Given that, in an [unquoted] paragraph, it is acknowledged that TERF is not a label which would be adopted by those to whom it applies, it must instead be a label applied to them against their will. It is, in that sense, a derogatory label, like wog or yuppy, designed to denigrate those to whom it applies, and to devalue their arguments and opinions by seeking to characterise them negatively.

And sure enough, TERF is ‘characterised by transphobia, especially transmisogyny’. But are these defining characteristics? Given that both of those are forms of hate speech, is it open to a putative TERF to deny that they are such by demonstrating that, though they may indeed be of the opinion that you can’t make a woman by cutting off a cock, they aren’t in fact transphobic? Or is it actually that by being trans exclusionary, they are, in the opinion of the writers of the article, by definition transphobic – that it isn’t, in fact, possible to be of that opinion without hating trans – specifically transwomen (men).

Well, this is all a little circular, is it not? But it comes as no surprise, then, that TERFs are described as ‘a hate group that by no means characterises mainstream feminism.’ Summarised, the entry says ‘TERFs hates trans’ without any assessment of what that means, nor whether what seems like hatred might in fact be a legitimate concern expressed with restraint. (See for example, this brilliant article by Elinor Burkett. Is this obviously hate speech in any meaningful sense or consequence, other than the fact that it represents the expression of a possible fly in the ointment of the doubtless tiny, but extremely vociferous trans lobby getting everything it wants – ie complete acceptance of transwomen as no less women than – well, I suppose we must call them – birth women? But Burkett is presumably already on some hit-list of TERFs and ready to be no-platformed at a moment’s notice. I’m guessing the invitations must be being prepared about now.)

It is an intriguing, and somewhat depressing hallmark of new activism deliberately to misinterpret dissent or the expression of an alternative opinion as ‘hatred’ or ‘silencing’. This is the enemy of rational debate, and the consequence is that conclusions are reached which have not been properly subjected to the scrutiny of critical thinkers, and they consequently appear bonkers.

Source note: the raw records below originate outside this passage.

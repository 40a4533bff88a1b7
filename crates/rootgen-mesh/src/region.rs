//! Splitting a surface along a closed loop drawn on it.

use std::cmp::Ordering;
use std::collections::{BinaryHeap, HashSet};

use log::debug;
use serde::{Deserialize, Serialize};

use rootgen_math::Point3;

use crate::error::{MeshError, Result};
use crate::mesh::PolyMesh;
use crate::topology::{face_edges, vertex_neighbors, EdgeKey, EdgeMap};

/// Which side of the loop to keep.
#[derive(Debug, Clone, Copy, Default, PartialEq, Eq, Serialize, Deserialize)]
#[serde(rename_all = "snake_case")]
pub enum RegionSelection {
    /// The region with the fewest faces.
    #[default]
    Smallest,
    /// The region with the most faces.
    Largest,
}

/// Keep the faces on one side of a closed loop.
///
/// Each loop point snaps to the nearest face vertex, consecutive snapped
/// vertices are joined by shortest edge paths and the path closes back to
/// the start. The faces then split into edge-connected regions that never
/// cross the path, and the smallest or largest region is returned as a
/// compacted mesh with faces in input order. A loop that does not separate
/// the surface is a [`MeshError::InvalidLoop`].
pub fn select_loop_region(
    mesh: &PolyMesh,
    loop_points: &[Point3],
    selection: RegionSelection,
) -> Result<PolyMesh> {
    if loop_points.len() < 3 {
        return Err(MeshError::InvalidSettings(format!(
            "selection loop needs at least 3 points, got {}",
            loop_points.len()
        )));
    }
    mesh.validate()?;
    if mesh.faces.is_empty() {
        return Err(MeshError::EmptyMesh);
    }

    let mut used = vec![false; mesh.points.len()];
    for &i in mesh.faces.iter().flatten() {
        used[i as usize] = true;
    }
    let mut anchors: Vec<u32> = Vec::with_capacity(loop_points.len());
    for p in loop_points {
        let nearest = nearest_vertex(mesh, &used, p).ok_or(MeshError::EmptyMesh)?;
        if anchors.last() != Some(&nearest) {
            anchors.push(nearest);
        }
    }
    if anchors.len() > 1 && anchors.first() == anchors.last() {
        anchors.pop();
    }
    if anchors.len() < 3 {
        return Err(MeshError::InvalidLoop(format!(
            "loop snaps to only {} distinct vertices",
            anchors.len()
        )));
    }

    let neighbors = vertex_neighbors(mesh);
    let mut fence = HashSet::new();
    for k in 0..anchors.len() {
        let (from, to) = (anchors[k], anchors[(k + 1) % anchors.len()]);
        let path = shortest_path(mesh, &neighbors, from, to).ok_or_else(|| {
            MeshError::InvalidLoop(format!("no edge path from point {from} to point {to}"))
        })?;
        fence.extend(path.windows(2).map(|w| EdgeKey::new(w[0], w[1])));
    }

    let regions = face_regions(mesh, &fence);
    if regions.len() < 2 {
        return Err(MeshError::InvalidLoop(
            "loop does not separate the surface".into(),
        ));
    }
    let chosen = match selection {
        RegionSelection::Smallest => regions.iter().min_by_key(|r| r.len()),
        RegionSelection::Largest => regions.iter().max_by_key(|r| r.len()),
    }
    .ok_or(MeshError::EmptyMesh)?;

    let mut keep = vec![false; mesh.faces.len()];
    for &f in chosen {
        keep[f] = true;
    }
    debug!(
        "loop region: kept {} of {} faces across {} regions ({} fence edges)",
        chosen.len(),
        mesh.num_faces(),
        regions.len(),
        fence.len()
    );

    let faces = mesh
        .faces
        .iter()
        .zip(&keep)
        .filter(|(_, k)| **k)
        .map(|(f, _)| f.clone())
        .collect();
    Ok(PolyMesh::from_faces(mesh.points.clone(), faces).compacted())
}

fn nearest_vertex(mesh: &PolyMesh, used: &[bool], p: &Point3) -> Option<u32> {
    mesh.points
        .iter()
        .enumerate()
        .filter(|(i, _)| used[*i])
        .map(|(i, q)| (i as u32, (q - p).norm_squared()))
        .min_by(|a, b| a.1.total_cmp(&b.1))
        .map(|(i, _)| i)
}

#[derive(Debug, Clone, Copy)]
struct Visit {
    cost: f64,
    point: u32,
}

impl PartialEq for Visit {
    fn eq(&self, other: &Self) -> bool {
        self.cmp(other) == Ordering::Equal
    }
}

impl Eq for Visit {}

impl PartialOrd for Visit {
    fn partial_cmp(&self, other: &Self) -> Option<Ordering> {
        Some(self.cmp(other))
    }
}

impl Ord for Visit {
    // reversed so the max-heap pops the cheapest visit
    fn cmp(&self, other: &Self) -> Ordering {
        other
            .cost
            .total_cmp(&self.cost)
            .then_with(|| other.point.cmp(&self.point))
    }
}

/// Dijkstra over mesh edges weighted by length.
fn shortest_path(mesh: &PolyMesh, neighbors: &[Vec<u32>], from: u32, to: u32) -> Option<Vec<u32>> {
    let n = mesh.points.len();
    let mut cost = vec![f64::INFINITY; n];
    let mut prev: Vec<Option<u32>> = vec![None; n];
    let mut heap = BinaryHeap::new();
    cost[from as usize] = 0.0;
    heap.push(Visit {
        cost: 0.0,
        point: from,
    });

    while let Some(Visit { cost: c, point }) = heap.pop() {
        if point == to {
            break;
        }
        if c > cost[point as usize] {
            continue;
        }
        for &next in &neighbors[point as usize] {
            let step = (mesh.points[next as usize] - mesh.points[point as usize]).norm();
            let candidate = c + step;
            if candidate < cost[next as usize] {
                cost[next as usize] = candidate;
                prev[next as usize] = Some(point);
                heap.push(Visit {
                    cost: candidate,
                    point: next,
                });
            }
        }
    }

    if !cost[to as usize].is_finite() {
        return None;
    }
    let mut path = vec![to];
    let mut at = to;
    while let Some(p) = prev[at as usize] {
        path.push(p);
        at = p;
    }
    path.reverse();
    Some(path)
}

/// Face ids grouped by connectivity across edges not in `fence`.
fn face_regions(mesh: &PolyMesh, fence: &HashSet<EdgeKey>) -> Vec<Vec<usize>> {
    let edges = EdgeMap::build(mesh);
    let mut seen = vec![false; mesh.faces.len()];
    let mut regions = Vec::new();

    for start in 0..mesh.faces.len() {
        if seen[start] {
            continue;
        }
        seen[start] = true;
        let mut region = Vec::new();
        let mut stack = vec![start];
        while let Some(f) = stack.pop() {
            region.push(f);
            for (a, b) in face_edges(&mesh.faces[f]) {
                if a == b || fence.contains(&EdgeKey::new(a, b)) {
                    continue;
                }
                for &g in edges.faces_of(a, b) {
                    if !seen[g] {
                        seen[g] = true;
                        stack.push(g);
                    }
                }
            }
        }
        regions.push(region);
    }
    regions
}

And in some cases, are.

The only part of this introductory paragraph with any apparent objective information content appears to be ‘by no means characterises mainstream feminism’ which raises far more questions than it could ever hope to answer. How is mainstream feminism to be quantified? Will it be defined to exclude TERFs (in which case the authors would fall foul of the ‘No True Scotsman’ logical fallacy to which their article links: real women™) If it is not to be so defined, then how will it be determined which members of so-called mainstream feminism actually believe that the only true women are vagex and which do not? More boldly, how can it be a plausible characteristic of mainstream feminism (which must include many who are very far from radical in any real sense – those who, for example, merely want equal access and pay in the work place) to support the rights of men effectively to barge in on their gender?

Stout Cortes might have been well advised to turn his back on the Pacific and bloody hotfoot it out of Darien.